Government control of education, for example, risks making education political, and “What if one day, that pressure is of a political nature not to our liking. Education is the bulwark of freedom. If you remove it far from the community…it becomes the tool of tyranny.” These claims set up his historical arguments about the nature of freedom, which he suggests, “comes but once in the history of nation” and at this crucial moment where “we face a world that’s half slave and half free.” The result is a world that raises the question of “whether mankind itself can survive.”  The speech finishes with many apocalyptic tones. Reagan speaks of a “pathway of history” that is “littered with the bones of dead empires…Every time, history tell us, that a cultured, advanced society has met the less cultured, the barbarians triumph.” Reagan then summons a future where “our failures will be recorded in a book yet to be written called the Rise and Fall of the United States of America.” Reagan’s Manichean themes of Good and Evil, which were more explicit in the original “Time for Choosing” speech, reappear here, though they crescendo near the end rather than being peppered throughout. The structure of the speech mirrors the sense that one would have of perceiving the real threat to America as an internal rather than external one: creeping realization as opposed to constant terror.
In an earlier post I suggested that “A Time for Choosing” exemplified Reagan’s ability to engage in affective conflation, wherein the bodies attention to threats becomes a manner for flattening out dangerous phenomena and articulating them to the same set of existential anxieties. Here one can see evidence of a more sophisticated use of this strategy, one that stakes out its distance from the bombastic rhetoric of Goldwater but maintains a similar set of sentiments suggesting that Americans still have to worry about existential threats to the polity.  In a very telling passage near the end Reagan speaks of
Truly forgotten Americans—unsung heroes who get up in the morning and send their kids to school and pay their bills; contribute to their church and their charity and their community. They believe in God as the Creator of all our rights and freedoms and they’re disturbed because their children can’t ask His blessing on a lunch in the school cafeteria.
These “forgotten Americans” preview Richard Nixon’s silent majority, not only suggesting how their disappearance (and silence) indexes their marginal position relative to the status quo that Reagan spends a great deal of time indicting, but also preying on their anxious worries about their own relevance in a moment where institutions of privilege (the Church, a white ballot box, economic self-sufficiency, and a relatively stable domestic circumstance) were threatened by the “barbaric” forces outlined by Reagan. The American government has created these barbaric forces by inserting itself into matters best left to the social rather than political spheres.  Reagan’s implied solution is a shrunken government, one that poses less of a threat to the virtues of America’s citizens. Without a smaller government, only the “barbarians” will be remembered as those whom clamor loudest receive the most notice and acclaim. In the context of “Great Society” programs that were premised on singling out for improvement sectors of society, Reagan’s call about the “forgotten Americans” transformed these Great Society programs from benign initiatives into actions that signaled who did (and did not) matter in the eyes of the government. The “extermination of mankind” references by Reagan creates a kind of sympathetic relay with the disappearance from society of these “forgotten Americans” and their replacement by poor and racially-marked barbarians who lacked the civic sense to see that good intentions and right actions did not always meet at a coincident point.
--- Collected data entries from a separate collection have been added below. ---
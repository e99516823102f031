//! Payment vote consensus and coinbase validation

mod common;

use common::*;
use meridian_core::{ChainView, Transaction, TxOut};
use meridian_overlay::payments::{PaymentVote, SIGNATURES_REQUIRED, SIGNATURES_TOTAL};
use meridian_overlay::spork::{SPORK_PAYMENT_ENFORCEMENT, SPORK_PAYMENT_START};
use meridian_overlay::OverlayError;

async fn top_voters(
    h: &Harness,
    nodes: &[NodeFixture],
    target_height: u64,
) -> Vec<NodeFixture> {
    let rank_height = target_height - 101;
    let mut out = Vec::new();
    for fixture in nodes {
        let rank = h
            .ctx
            .manager
            .rank(&fixture.outpoint, rank_height)
            .await
            .expect("ranked");
        if rank as usize <= SIGNATURES_TOTAL {
            out.push(NodeFixture {
                outpoint: fixture.outpoint,
                collateral_key: fixture.collateral_key.clone(),
                node_key: fixture.node_key.clone(),
                addr: fixture.addr,
                announcement: fixture.announcement.clone(),
            });
        }
    }
    out
}

#[tokio::test]
async fn six_votes_make_a_binding_payee() {
    let h = harness();
    let nodes = populate(&h, 8).await;
    let target_height = h.chain.tip_height().unwrap() + 1;
    let payee = nodes[0].announcement.payee_script();
    let amount = h.ctx.params.servicenode_payment(target_height);

    let voters = top_voters(&h, &nodes, target_height).await;
    assert!(voters.len() >= SIGNATURES_REQUIRED);

    for fixture in voters.iter().take(SIGNATURES_REQUIRED) {
        let mut vote = PaymentVote::new(fixture.outpoint, target_height, payee.clone());
        vote.sign(&fixture.node_key);
        h.ctx
            .payments
            .process_vote(None, vote)
            .await
            .expect("vote accepted");
    }

    assert_eq!(
        h.ctx.payments.get_block_payee(target_height).await,
        Some(payee.clone())
    );

    let good = Transaction {
        outputs: vec![TxOut {
            value: amount,
            script: payee.clone(),
        }],
    };
    assert!(h.ctx.payments.is_transaction_valid(&good, target_height).await);

    // off by one unit: invalid
    let short = Transaction {
        outputs: vec![TxOut {
            value: amount - 1,
            script: payee.clone(),
        }],
    };
    assert!(!h.ctx.payments.is_transaction_valid(&short, target_height).await);
}

#[tokio::test]
async fn below_quorum_any_payee_is_accepted() {
    let h = harness();
    let nodes = populate(&h, 8).await;
    let target_height = h.chain.tip_height().unwrap() + 1;
    let payee = nodes[0].announcement.payee_script();

    let voters = top_voters(&h, &nodes, target_height).await;
    for fixture in voters.iter().take(SIGNATURES_REQUIRED - 1) {
        let mut vote = PaymentVote::new(fixture.outpoint, target_height, payee.clone());
        vote.sign(&fixture.node_key);
        h.ctx.payments.process_vote(None, vote).await.expect("vote accepted");
    }

    let unrelated = Transaction { outputs: vec![] };
    assert!(h
        .ctx
        .payments
        .is_transaction_valid(&unrelated, target_height)
        .await);
}

#[tokio::test]
async fn one_vote_per_voter_per_height() {
    let h = harness();
    let nodes = populate(&h, 8).await;
    let target_height = h.chain.tip_height().unwrap() + 1;

    let voters = top_voters(&h, &nodes, target_height).await;
    let voter = &voters[0];

    let mut first = PaymentVote::new(
        voter.outpoint,
        target_height,
        nodes[0].announcement.payee_script(),
    );
    first.sign(&voter.node_key);
    h.ctx.payments.process_vote(None, first.clone()).await.unwrap();

    // identical vote: seen
    let err = h.ctx.payments.process_vote(None, first).await.unwrap_err();
    assert!(matches!(err, OverlayError::Duplicate(_)));

    // same voter, same height, different payee: still rejected
    let mut second = PaymentVote::new(
        voter.outpoint,
        target_height,
        nodes[1].announcement.payee_script(),
    );
    second.sign(&voter.node_key);
    let err = h.ctx.payments.process_vote(None, second).await.unwrap_err();
    assert!(matches!(err, OverlayError::Duplicate(_)));

    // only the first vote made it into the tally
    assert!(
        h.ctx
            .payments
            .has_payee_with_votes(target_height, &nodes[0].announcement.payee_script(), 1)
            .await
    );
    assert!(
        !h.ctx
            .payments
            .has_payee_with_votes(target_height, &nodes[1].announcement.payee_script(), 1)
            .await
    );
}

#[tokio::test]
async fn votes_from_unknown_voters_are_withheld() {
    let h = harness();
    populate(&h, 3).await;
    let target_height = h.chain.tip_height().unwrap() + 1;

    let ghost = make_node(&h, 999, node_addr(99));
    let mut vote = PaymentVote::new(
        ghost.outpoint,
        target_height,
        ghost.announcement.payee_script(),
    );
    vote.sign(&ghost.node_key);

    // never registered: the vote is kept out
    h.chain.spend_utxo(&ghost.outpoint);
    let err = h.ctx.payments.process_vote(None, vote).await.unwrap_err();
    assert!(matches!(err, OverlayError::UnknownVoter(_)));
    assert_eq!(h.ctx.payments.block_count().await, 0);
}

#[tokio::test]
async fn out_of_range_votes_are_rejected() {
    let h = harness();
    let nodes = populate(&h, 8).await;
    let tip = h.chain.tip_height().unwrap();

    let voters = top_voters(&h, &nodes, tip + 1).await;
    let mut vote = PaymentVote::new(
        voters[0].outpoint,
        tip + 21,
        nodes[0].announcement.payee_script(),
    );
    vote.sign(&voters[0].node_key);
    let err = h.ctx.payments.process_vote(None, vote).await.unwrap_err();
    assert!(matches!(err, OverlayError::Validation { .. }));
}

#[tokio::test]
async fn bad_vote_signature_is_rejected() {
    let h = harness();
    let nodes = populate(&h, 8).await;
    let target_height = h.chain.tip_height().unwrap() + 1;

    let voters = top_voters(&h, &nodes, target_height).await;
    let stranger = meridian_crypto::KeyPair::generate();
    let mut vote = PaymentVote::new(
        voters[0].outpoint,
        target_height,
        nodes[0].announcement.payee_script(),
    );
    vote.sign(&stranger);
    let err = h.ctx.payments.process_vote(None, vote).await.unwrap_err();
    assert!(matches!(err, OverlayError::Validation { .. }));
}

#[tokio::test]
async fn spork_gating_controls_block_rejection() {
    let h = harness();
    let nodes = populate(&h, 8).await;
    let target_height = h.chain.tip_height().unwrap() + 1;
    let payee = nodes[0].announcement.payee_script();
    let amount = h.ctx.params.servicenode_payment(target_height);

    let voters = top_voters(&h, &nodes, target_height).await;
    for fixture in voters.iter().take(SIGNATURES_REQUIRED) {
        let mut vote = PaymentVote::new(fixture.outpoint, target_height, payee.clone());
        vote.sign(&fixture.node_key);
        h.ctx.payments.process_vote(None, vote).await.unwrap();
    }

    let wrong = Transaction {
        outputs: vec![TxOut {
            value: amount,
            script: nodes[1].announcement.payee_script(),
        }],
    };

    // payment checks are off by default: the wrong payee passes
    assert!(h.ctx.payments.is_block_payee_valid(&wrong, target_height).await);

    h.ctx
        .sporks
        .set_master_key(&h.spork_master.secret_hex())
        .await
        .expect("master key installed");

    // start payee validation, without enforcement: logged but accepted
    h.ctx
        .sporks
        .update_spork(SPORK_PAYMENT_START, 0, h.outbox.as_ref())
        .await
        .expect("spork update");
    assert!(h.ctx.payments.is_block_payee_valid(&wrong, target_height).await);

    // with enforcement the block is rejected
    h.ctx
        .sporks
        .update_spork(SPORK_PAYMENT_ENFORCEMENT, 0, h.outbox.as_ref())
        .await
        .expect("spork update");
    assert!(!h.ctx.payments.is_block_payee_valid(&wrong, target_height).await);

    // the voted payee with the exact amount always passes
    let good = Transaction {
        outputs: vec![TxOut {
            value: amount,
            script: payee,
        }],
    };
    assert!(h.ctx.payments.is_block_payee_valid(&good, target_height).await);
}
[1] Ritter, “Reagan in the South.” This happened in 1962, although Reagan continued to give versions of “The Speech” like “A Time for Choosing” and the speech under examination here for some time.  Another crucial matter was that Reagan threatened not only ideological embarrassment for GE, but also financial: he spoke out against programs like the TVA which benefited GE immensely.
[2] As explained in an earlier post, despite the rapid gains in the standard of living and the white middle class through the fifties and early sixties, gains and losses tended to be experienced relatively rather than absolutely through competitive rather than cooperative logics. This suggests a pernicious element of individualism that even robust rhetorics and logics of republicanism struggle to snuff out.

Thursday, June 27, 2013

A Rescue Plan for the Middle Class

The 2008 financial crisis shook America’s attitude and generated widespread anxiety. When Obama took the podium on October 13th, 2008, he was already in a favorable position in the presidential race. Capitalizing on the financial chaos resulting from the failure of the venerable Lehman Bros financial firm, Obama had built a healthy lead in the polls over John McCain on the basis of two factors: a calming political demeanor cautioning resolve and deliberation in the face of economic disaster, and a persistent recourse to effective scapegoating through by juxtaposing the American “people” (represented through the figure of Main Street) against irresponsible and selfish capitalists (figured metonymically as Wall Street). Speaking in Toledo, Ohio, Obama delivered an address entitled “A Rescue Plan for the Middle Class”.  My contention today is that this speech embraced a hybrid populism which came close to encouraging meaningful collective responsibility for the September financial crisis, but ultimately created an opening for the conservative economic populism that emerged in early 2009 by advocating for a democratic fantasy capable of remedying economic strain.
Obama opens the speech with a flurry of collective pronouns that alternate between establishing his consubstantiality with the audience but also the occasional reminder that the demands and insecurities present are those of the “people” not of the government. “We meet at a moment of great uncertainty for America. The economic crisis we face is the worst since the Great Depression.”  Obama then moves to the second person. “You’ve got auto plants here in Ohio…closing their doors…You’ve lost one of every four manufacturing jobs…the question isn’t just ‘are you better off than you were four years ago’, it’s ‘are you better off than you were four weeks ago?’” referencing the famous Ronald Reagan slogan even as he made clear the issues Americans were facing. Immediately after setting the table for disaster, Obama presents the election as part of a moment for a transformation in American politics. “We still have the most talented, most productive workers of any country on earth…It won’t be easy, but there’s no reason we can’t make this century another American century.” These workers and their existential economic concerns are then juxtaposed with the comments of a McCain campaign staffer who had been quoted as saying “if we keep talking about the economy, we’re going to lose.” “Senator McCain may be worried about losing an election, but I’m worried about Americans who are losing their jobs, and their homes, and their life savings…they can’t afford four more years of the economic theory that says we should give more and more to millionaires and billionaires and hope that prosperity trickles down to everyone else.” By tapping into the still-circulating “Wall St./Main St.” trope, Obama establishes a unity between governmental elitism and private sector elitism.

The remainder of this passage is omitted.